• Task objective
Look over the material for the string "FromStr". Copy every line where it turns up.

*** Opening of Provided material ***

//! Error types for forge-registry

use std::path::PathBuf;

/// Result type for forge-registry operations
pub type Result<T> = std::result::Result<T, Error>;

/// Errors that can occur while retrieving or exporting the image table
#[derive(Debug, thiserror::Error)]
pub enum Error {
    #[error("No registry token has been set")]
    MissingToken,

    #[error("Registry request failed: {0}")]
    RegistryFetch(#[from] reqwest::Error),

    #[error("Registry returned status {status} for {resource}")]
    RegistryStatus { resource: String, status: u16 },

    #[error("Published label '{name}' is missing on tag '{tag}'")]
    MissingLabel { tag: String, name: String },

    #[error("Published label '{name}' on tag '{tag}' is not usable: {message}")]
    InvalidLabel {
        tag: String,
        name: String,
        message: String,
    },

    #[error("No locked tag found for '{tag}'")]
    NoLockedTag { tag: String },

    #[error("Computed image size for '{tag}' is zero bytes")]
    ZeroSize { tag: String },

    #[error("No table markers found in document")]
    MarkersNotFound,

    #[error("I/O error at {path}: {source}")]
    Io {
        path: PathBuf,
        #[source]
        source: std::io::Error,
    },
}

impl Error {
    pub fn io(path: impl Into<PathBuf>, source: std::io::Error) -> Self {
        Self::Io {
            path: path.into(),
            source,
        }
    }
}
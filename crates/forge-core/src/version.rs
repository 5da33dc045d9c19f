//! Nuke release version handling

use std::fmt;
use std::str::FromStr;
use std::sync::LazyLock;

use regex::Regex;

use crate::error::{Error, Result};

/// Pattern for raw release tokens such as `15.0v2`. The `v` patch marker
/// is mandatory; tokens without it are rejected, never truncated.
static RELEASE_TOKEN: LazyLock<Regex> =
    LazyLock::new(|| Regex::new(r"^(?<major>\d+)\.(?<minor>\d+)v\d+$").unwrap());

/// A Nuke version at major.minor granularity (e.g. 15.1).
///
/// Ordering is numeric on (major, minor), so 15.10 sorts above 15.2.
#[derive(Debug, Clone, Copy, PartialEq, Eq, PartialOrd, Ord, Hash)]
pub struct NukeVersion {
    pub major: u32,
    pub minor: u32,
}

impl NukeVersion {
    pub const fn new(major: u32, minor: u32) -> Self {
        Self { major, minor }
    }

    /// Parse a raw release token of the shape `<major>.<minor>v<patch>`.
    ///
    /// The patch component is validated but discarded; the engine works
    /// at major.minor granularity. `"15.0v2"` parses to 15.0, while
    /// `"15.0b1"` is a [`Error::MalformedVersion`].
    pub fn from_release_token(token: &str) -> Result<Self> {
        let captures = RELEASE_TOKEN
            .captures(token)
            .ok_or_else(|| Error::MalformedVersion {
                token: token.to_string(),
            })?;
        // The regex only admits digit runs, so these parses cannot fail
        // unless the numerals overflow u32.
        let major = captures["major"]
            .parse()
            .map_err(|_| Error::MalformedVersion {
                token: token.to_string(),
            })?;
        let minor = captures["minor"]
            .parse()
            .map_err(|_| Error::MalformedVersion {
                token: token.to_string(),
            })?;
        Ok(Self { major, minor })
    }
}

impl fmt::Display for NukeVersion {
    fn fmt(&self, f: &mut fmt::Formatter<'_>) -> fmt::Result {
        write!(f, "{}.{}", self.major, self.minor)
    }
}

/// Parses the plain `<major>.<minor>` form used in image labels and
/// artifact paths (no patch marker).
impl FromStr for NukeVersion {
    type Err = Error;

    fn from_str(s: &str) -> Result<Self> {
        let malformed = || Error::MalformedVersion {
            token: s.to_string(),
        };
        let (major, minor) = s.split_once('.').ok_or_else(malformed)?;
        Ok(Self {
            major: major.parse().map_err(|_| malformed())?,
            minor: minor.parse().map_err(|_| malformed())?,
        })
    }
}
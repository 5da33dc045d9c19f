//! Shared constants for generated manifests

/// Directory the Nuke installation is staged into inside the image.
pub const NUKE_INSTALL_DIR: &str = "/usr/local/nuke_install";

/// Working directory plugin builds run from.
pub const BUILD_DIR: &str = "/nuke_build_directory";

/// Directory auxiliary toolchain files are copied to (Windows targets).
pub const TOOLCHAIN_DIR: &str = "/nukeforge";

/// Label namespace for data published on built images.
pub const LABEL_PREFIX: &str = "com.nukeforge";

/// Project URL published in the OCI labels.
pub const PROJECT_URL: &str = "https://github.com/user/nukeforge";
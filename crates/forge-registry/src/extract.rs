//! Extracting table rows from registry data

use forge_core::NukeVersion;
use tracing::info;

use crate::client::{ImageConfig, ImageManifest, Registry};
use crate::error::{Error, Result};
use crate::tags::filter_tags;

const BYTES_PER_GB: f64 = (1024 * 1024 * 1024) as f64;

/// One row of the published-image table.
#[derive(Debug, Clone, PartialEq)]
pub struct PublishedImage {
    /// The floating `latest` tag (recommended for consumers).
    pub tag: String,
    /// The numbered tag the latest tag currently points at.
    pub locked_tag: String,
    pub nuke_version: NukeVersion,
    pub target_os: String,
    pub upstream_image: String,
    pub date_added: String,
    /// Sum of layer sizes, in GB rounded to three decimals.
    pub size_gb: f64,
}

impl PublishedImage {
    /// Build a table row from one tag's manifest and config blob.
    pub fn from_parts(
        manifest: &ImageManifest,
        config: &ImageConfig,
        tag: &str,
        all_tags: &[String],
    ) -> Result<Self> {
        let size_gb = layer_size_gb(manifest, tag)?;
        let locked_tag = locked_tag_for(all_tags, tag)?;

        let label = |name: &str| {
            config
                .config
                .labels
                .get(name)
                .cloned()
                .ok_or_else(|| Error::MissingLabel {
                    tag: tag.to_string(),
                    name: name.to_string(),
                })
        };

        let raw_version = label("com.nukeforge.nuke_version")?;
        let nuke_version: NukeVersion =
            raw_version.parse().map_err(|err: forge_core::Error| {
                Error::InvalidLabel {
                    tag: tag.to_string(),
                    name: "com.nukeforge.nuke_version".to_string(),
                    message: err.to_string(),
                }
            })?;

        Ok(Self {
            tag: tag.to_string(),
            locked_tag,
            nuke_version,
            target_os: label("com.nukeforge.operating_system")?,
            upstream_image: label("com.nukeforge.based_on")?,
            date_added: label("org.opencontainers.image.created")?,
            size_gb,
        })
    }
}

/// Retrieve every published image worth listing: filter the tag set,
/// then resolve manifest, config and labels for each `latest` tag.
pub fn published_images(registry: &Registry) -> Result<Vec<PublishedImage>> {
    let all_tags = filter_tags(&registry.tags()?);

    let mut images = Vec::new();
    for tag in all_tags.iter().filter(|tag| tag.ends_with("latest")) {
        let manifest = registry.manifest(tag)?;
        let config = registry.config(&manifest)?;
        images.push(PublishedImage::from_parts(
            &manifest, &config, tag, &all_tags,
        )?);
        info!(tag, "processed published image");
    }
    Ok(images)
}

fn layer_size_gb(manifest: &ImageManifest, tag: &str) -> Result<f64> {
    let total_bytes: u64 = manifest.layers.iter().map(|layer| layer.size).sum();
    if total_bytes == 0 {
        return Err(Error::ZeroSize {
            tag: tag.to_string(),
        });
    }
    let gigabytes = total_bytes as f64 / BYTES_PER_GB;
    Ok((gigabytes * 1000.0).round() / 1000.0)
}

/// The numbered tag sharing the latest tag's platform prefix. The
/// prefix must match exactly; `macos` and `macos-arm` are distinct
/// platforms even though one is a prefix of the other.
fn locked_tag_for(tags: &[String], target_tag: &str) -> Result<String> {
    let platform = target_tag.strip_suffix("-latest").unwrap_or(target_tag);
    tags.iter()
        .filter(|tag| !tag.ends_with("latest"))
        .find(|tag| {
            tag.rsplit_once('-')
                .is_some_and(|(candidate, _)| candidate == platform)
        })
        .cloned()
        .ok_or_else(|| Error::NoLockedTag {
            tag: target_tag.to_string(),
        })
}

#[cfg(test)]
mod tests {
    use super::*;
    use pretty_assertions::assert_eq;

    fn manifest(layer_sizes: &[u64]) -> ImageManifest {
        let raw = serde_json::json!({
            "config": { "digest": "sha256:cfg", "size": 100 },
            "layers": layer_sizes
                .iter()
                .map(|size| serde_json::json!({ "digest": "sha256:layer", "size": size }))
                .collect::<Vec<_>>(),
        });
        serde_json::from_value(raw).unwrap()
    }

    fn config() -> ImageConfig {
        serde_json::from_value(serde_json::json!({
            "config": {
                "Labels": {
                    "com.nukeforge.nuke_version": "15.0",
                    "com.nukeforge.operating_system": "linux",
                    "com.nukeforge.based_on": "rockylinux:8",
                    "org.opencontainers.image.created": "2026-01-15"
                }
            }
        }))
        .unwrap()
    }

    fn tags() -> Vec<String> {
        vec![
            "15.0-linux-latest".to_string(),
            "15.0-linux-1.2".to_string(),
        ]
    }

    #[test]
    fn builds_row_from_labels() {
        let image = PublishedImage::from_parts(
            &manifest(&[1_073_741_824]),
            &config(),
            "15.0-linux-latest",
            &tags(),
        )
        .unwrap();

        assert_eq!(image.tag, "15.0-linux-latest");
        assert_eq!(image.locked_tag, "15.0-linux-1.2");
        assert_eq!(image.nuke_version, NukeVersion::new(15, 0));
        assert_eq!(image.target_os, "linux");
        assert_eq!(image.upstream_image, "rockylinux:8");
        assert_eq!(image.date_added, "2026-01-15");
        assert_eq!(image.size_gb, 1.0);
    }

    #[test]
    fn size_sums_layers_and_rounds_to_three_decimals() {
        let image = PublishedImage::from_parts(
            &manifest(&[1_073_741_824, 536_870_912, 123_456]),
            &config(),
            "15.0-linux-latest",
            &tags(),
        )
        .unwrap();
        assert_eq!(image.size_gb, 1.5);
    }

    #[test]
    fn zero_byte_image_is_rejected() {
        let err = PublishedImage::from_parts(
            &manifest(&[]),
            &config(),
            "15.0-linux-latest",
            &tags(),
        )
        .unwrap_err();
        assert!(matches!(err, Error::ZeroSize { .. }));
    }

    #[test]
    fn missing_label_is_reported_by_name() {
        let bare: ImageConfig =
            serde_json::from_value(serde_json::json!({ "config": {} })).unwrap();
        let err = PublishedImage::from_parts(
            &manifest(&[1024]),
            &bare,
            "15.0-linux-latest",
            &tags(),
        )
        .unwrap_err();
        assert!(matches!(
            err,
            Error::MissingLabel { ref name, .. } if name == "com.nukeforge.nuke_version"
        ));
    }

    #[test]
    fn locked_tag_distinguishes_prefix_sharing_platforms() {
        let tags = vec![
            "15.0-macos-latest".to_string(),
            "15.0-macos-1.2".to_string(),
            "15.0-macos-arm-latest".to_string(),
            "15.0-macos-arm-1.1".to_string(),
        ];

        let arm = PublishedImage::from_parts(
            &manifest(&[1024]),
            &config(),
            "15.0-macos-arm-latest",
            &tags,
        )
        .unwrap();
        assert_eq!(arm.locked_tag, "15.0-macos-arm-1.1");

        let intel = PublishedImage::from_parts(
            &manifest(&[1024]),
            &config(),
            "15.0-macos-latest",
            &tags,
        )
        .unwrap();
        assert_eq!(intel.locked_tag, "15.0-macos-1.2");
    }

    #[test]
    fn missing_locked_tag_is_fatal() {
        let err = PublishedImage::from_parts(
            &manifest(&[1024]),
            &config(),
            "15.0-linux-latest",
            &["15.0-linux-latest".to_string()],
        )
        .unwrap_err();
        assert!(matches!(err, Error::NoLockedTag { .. }));
    }
}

*** Close of Provided material ***

• The answer
use std::str::FromStr;
impl FromStr for NukeVersion {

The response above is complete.